Scan the data beneath this task and copy each line that includes "BufRead".

:: MATERIAL SUPPLIED

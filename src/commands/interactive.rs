// Copyright (c) 2025 Soumyadip Sarkar.
// All rights reserved.
//
// This source code is licensed under the license found in the
// LICENSE file in the root directory of this source tree.

use crate::cli::arg;
use crate::dialog::{Completed, Dialog, DialogKind, Step};
use crate::ledger;
use crate::models::{NewPurchase, NewTransfer};
use crate::utils::fmt_money;
use anyhow::{Result, anyhow};
use rusqlite::Connection;
use std::io::{BufRead, Write};
use tracing::debug;

pub fn handle(conn: &Connection, sub: &clap::ArgMatches) -> Result<()> {
    let kind = arg(sub, "kind")?
        .parse::<DialogKind>()
        .map_err(|e| anyhow!(e))?;
    let stdin = std::io::stdin();
    let mut stdout = std::io::stdout();
    run(conn, kind, stdin.lock(), &mut stdout)?;
    Ok(())
}

/// Runs one dialog to completion. Returns `false` when it was cancelled and
/// an error when the completed entry could not be stored.
pub fn run<R: BufRead, W: Write>(
    conn: &Connection,
    kind: DialogKind,
    mut input: R,
    out: &mut W,
) -> Result<bool> {
    let mut dialog = Dialog::new(kind);
    if kind == DialogKind::Transfer || kind == DialogKind::Purchase {
        let names: Vec<String> = ledger::list_investors(conn)?
            .into_iter()
            .map(|i| i.name)
            .collect();
        if names.is_empty() {
            writeln!(out, "No investors yet; add one first.")?;
            return Ok(false);
        }
        let numbered: Vec<String> = names
            .iter()
            .enumerate()
            .map(|(i, n)| format!("{}. {}", i + 1, n))
            .collect();
        writeln!(out, "Investors: {}", numbered.join(", "))?;
        dialog = Dialog::with_investors(kind, names);
    }
    writeln!(out, "(type 'cancel' to abort)")?;
    if let Some(p) = dialog.prompt() {
        writeln!(out, "{}", p)?;
    }

    let mut line = String::new();
    loop {
        line.clear();
        if input.read_line(&mut line)? == 0 {
            dialog.cancel();
            writeln!(out, "Cancelled, nothing saved.")?;
            return Ok(false);
        }
        match dialog.feed(&line) {
            Step::Prompt(p) => writeln!(out, "{}", p)?,
            Step::Retry { error, prompt } => writeln!(out, "{}\n{}", error, prompt)?,
            Step::Cancelled => {
                writeln!(out, "Cancelled, nothing saved.")?;
                return Ok(false);
            }
            Step::Done(done) => {
                debug!(?done, "dialog completed");
                match save(conn, done) {
                    Ok(msg) => {
                        writeln!(out, "{}", msg)?;
                        return Ok(true);
                    }
                    Err(e) => {
                        writeln!(out, "Nothing saved: {:#}", e)?;
                        return Err(e.context("Entry was not saved"));
                    }
                }
            }
        }
    }
}

fn save(conn: &Connection, done: Completed) -> Result<String> {
    let msg = match done {
        Completed::Investor { name } => {
            let inv = ledger::add_investor(conn, &name)?;
            format!("Investor '{}' added.", inv.name)
        }
        Completed::Transfer {
            investor,
            amount,
            currency,
            date,
        } => {
            let inv = ledger::investor_by_name(conn, &investor)?;
            ledger::add_transfer(
                conn,
                &NewTransfer {
                    investor_id: inv.id,
                    amount,
                    currency,
                    date,
                },
            )?;
            format!(
                "Transfer of {} from '{}' on {} added.",
                fmt_money(amount, currency.code()),
                inv.name,
                date
            )
        }
        Completed::Purchase {
            investor,
            service,
            amount,
            currency,
            date,
            period,
            unit,
        } => {
            let investor_id = match &investor {
                Some(name) => Some(ledger::investor_by_name(conn, name)?.id),
                None => None,
            };
            ledger::add_purchase(
                conn,
                &NewPurchase {
                    investor_id,
                    service: service.clone(),
                    amount,
                    currency,
                    date,
                    period,
                    period_unit: unit,
                },
            )?;
            format!(
                "Purchase '{}' of {} on {} added.",
                service,
                fmt_money(amount, currency.code()),
                date
            )
        }
        Completed::Rate {
            date,
            from,
            to,
            rate,
        } => {
            let inverse = ledger::upsert_rate(conn, &from, &to, date, rate)?;
            format!(
                "Rate for {}: 1 {} = {} {}; inverse 1 {} = {:.4} {}.",
                date.format("%d.%m.%Y"),
                from,
                rate,
                to,
                to,
                inverse,
                from
            )
        }
    };
    Ok(msg)
}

::::

# ANSWER AREA
use std::io::{BufRead, Write};
pub fn run<R: BufRead, W: Write>(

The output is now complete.